Mi asistente carraspeó discretamente antes de responder. —La nueva señora del señor Navarro, la señora Elena, está haciendo contactos y buscando estrechar lazos con las familias influyentes del país a través de este compromiso. Parece que desea fortalecer su posición social, y la invitación fue extendida a ciertas personas clave, entre ellas, usted.
Mi vista regresó a la invitación, ese maldito sobre de marfil que había ordenado a mi asistente que tirara por ahí. La recogí del montón de papeles sin importancia donde la había dejado, sintiendo en mis dedos un leve roce del relieve del escudo de los Navarro. La familia que, aunque no conocía en lo personal, tenía en su historia y en su posición una presencia constante en el mundo de los negocios y la élite social. Un peso que parecía inmutable, una dinastía tan antigua y respetada como la nuestra.
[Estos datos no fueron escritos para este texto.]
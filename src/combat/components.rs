//! Combat-related components and assets.

use bevy::prelude::*;

use crate::sim::EffectId;

/// Renderable for one attack effect.
#[derive(Component, Debug, Clone, Copy, PartialEq, Eq)]
pub struct AttackEffectVisual {
    pub id: EffectId,
}

/// Shared mesh for attack effects. Each effect gets its own material so it
/// can fade independently.
#[derive(Resource)]
pub struct AttackEffectAssets {
    pub mesh: Handle<Mesh>,
}

/// Colour of the attack burst; alpha comes from the simulated opacity.
pub fn effect_color(opacity: f32) -> Color {
    Color::srgba(1.0, 1.0, 0.0, opacity)
}
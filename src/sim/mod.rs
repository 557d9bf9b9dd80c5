//! Graphics-free game simulation.
//!
//! Everything the game decides lives here: movement, enemy pursuit, melee
//! resolution, hit effects and the follow camera. The Bevy plugins only
//! forward input into a [`GameSession`] and mirror its state onto meshes.

mod camera;
mod config;
mod entities;
mod input;
mod session;

pub use camera::FollowCamera;
pub use config::{ConfigError, GameConfig, GAME_CONFIG_PATH};
pub use entities::{AttackEffect, EffectId, EnemyId, EnemyState, PlayerState};
pub use input::{InputState, MoveKey};
pub use session::{resolve_ground, AttackOutcome, GameSession, PendingSpawn, SessionEvent};
//! Combat plugin - melee attack trigger and attack effects.

use bevy::prelude::*;

use super::systems;

/// Combat plugin - handles all combat systems.
pub struct CombatPlugin;

impl Plugin for CombatPlugin {
    fn build(&self, app: &mut App) {
        systems::setup_combat_systems(app);
    }
}
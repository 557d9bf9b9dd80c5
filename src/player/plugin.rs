//! Player plugin - player model, facing and the follow camera.

use bevy::prelude::*;

use super::movement;

/// Player plugin - spawns the player and camera and mirrors their state.
pub struct PlayerPlugin;

impl Plugin for PlayerPlugin {
    fn build(&self, app: &mut App) {
        movement::setup_movement_systems(app);
    }
}
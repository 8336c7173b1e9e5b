//! Session-port allocation.
//!
//! VXI-11 sessions listen on ports drawn from a dedicated range. The range
//! rotates: each allocation takes the cursor's current value and advances
//! it, wrapping past the end. "Available" means at least one session handler
//! currently has no port bound; the bind responder asks, the pool decides.

use std::net::IpAddr;

use crate::AwgDevice;
use crate::server::Config;
use crate::session::VxiSession;

/// A bounded counter that wraps around its inclusive range.
#[derive(Debug, Clone)]
pub struct PortCycle {
    start: u16,
    end: u16,
    current: u16,
}

impl PortCycle {
    /// Create a cycle over `[start, end]`; the bounds may be given in either
    /// order. The first value produced is the low bound.
    pub fn new(start: u16, end: u16) -> PortCycle {
        let (start, end) = if start <= end { (start, end) } else { (end, start) };
        PortCycle { start, end, current: start }
    }

    /// Return the current value and advance, wrapping after the end.
    pub fn next(&mut self) -> u16 {
        let value = self.current;
        self.current = if self.current < self.end {
            self.current + 1
        } else {
            self.start
        };
        value
    }
}

/// The fixed set of session handlers and their port cursor.
pub struct SessionPool {
    sessions: Vec<VxiSession>,
    ports: PortCycle,
    ip: IpAddr,
}

impl SessionPool {
    pub(crate) fn new(config: &Config) -> SessionPool {
        SessionPool {
            sessions: (0..config.sessions).map(|_| VxiSession::new(config)).collect(),
            ports: PortCycle::new(config.first_port, config.last_port),
            ip: config.ip,
        }
    }

    /// Whether any session handler is free to take a client.
    pub fn available(&self) -> bool {
        self.sessions.iter().any(|session| session.port() == 0)
    }

    /// Bind a free session handler to the next port in the cycle and return
    /// the port, or `None` if no handler is free or the bind failed.
    pub fn allocate(&mut self) -> Option<u16> {
        let session = self.sessions.iter_mut().find(|session| session.port() == 0)?;
        let port = self.ports.next();
        match session.begin(self.ip, port) {
            Ok(()) => Some(port),
            Err(e) => {
                log::error!("failed to bind VXI-11 session port {port}: {e}");
                None
            }
        }
    }

    pub(crate) fn poll<D: AwgDevice>(&mut self, device: &mut D) {
        for session in &mut self.sessions {
            session.poll(device);
        }
    }
}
Recordé vagamente los rumores que leía en la prensa rosa: cómo el patriarca, ese respetable señor Navarro, se había vuelto a casar con una mujer mucho más joven, y las especulaciones sobre la influencia que eso le brindaba. Ahora entendía mejor el entramado: la nueva señora Navarro estaba usando la fachada del compromiso de su hijastra para consolidar su poder y abrirse camino en los círculos más exclusivos. Un movimiento astuto, casi brillante en su sencillez, pero repleto de cinismo y ambición.
La ironía me quemaba por dentro: la chica que se comprometía, una joven desconocida para mí, no tenía idea de las intrigas que la rodeaban. Y el prometido… había oído rumores, sí, historias sombrías sobre su carácter y sus acciones; un hombre viudo, con un pasado tormentoso, que había sido acusado de maltratar a varias mujeres. La coincidencia parecía demasiado evidente. ¿Qué extraño universo era ese en el que familia y negocios se entrelazaban con tanta sutileza y oscuridad?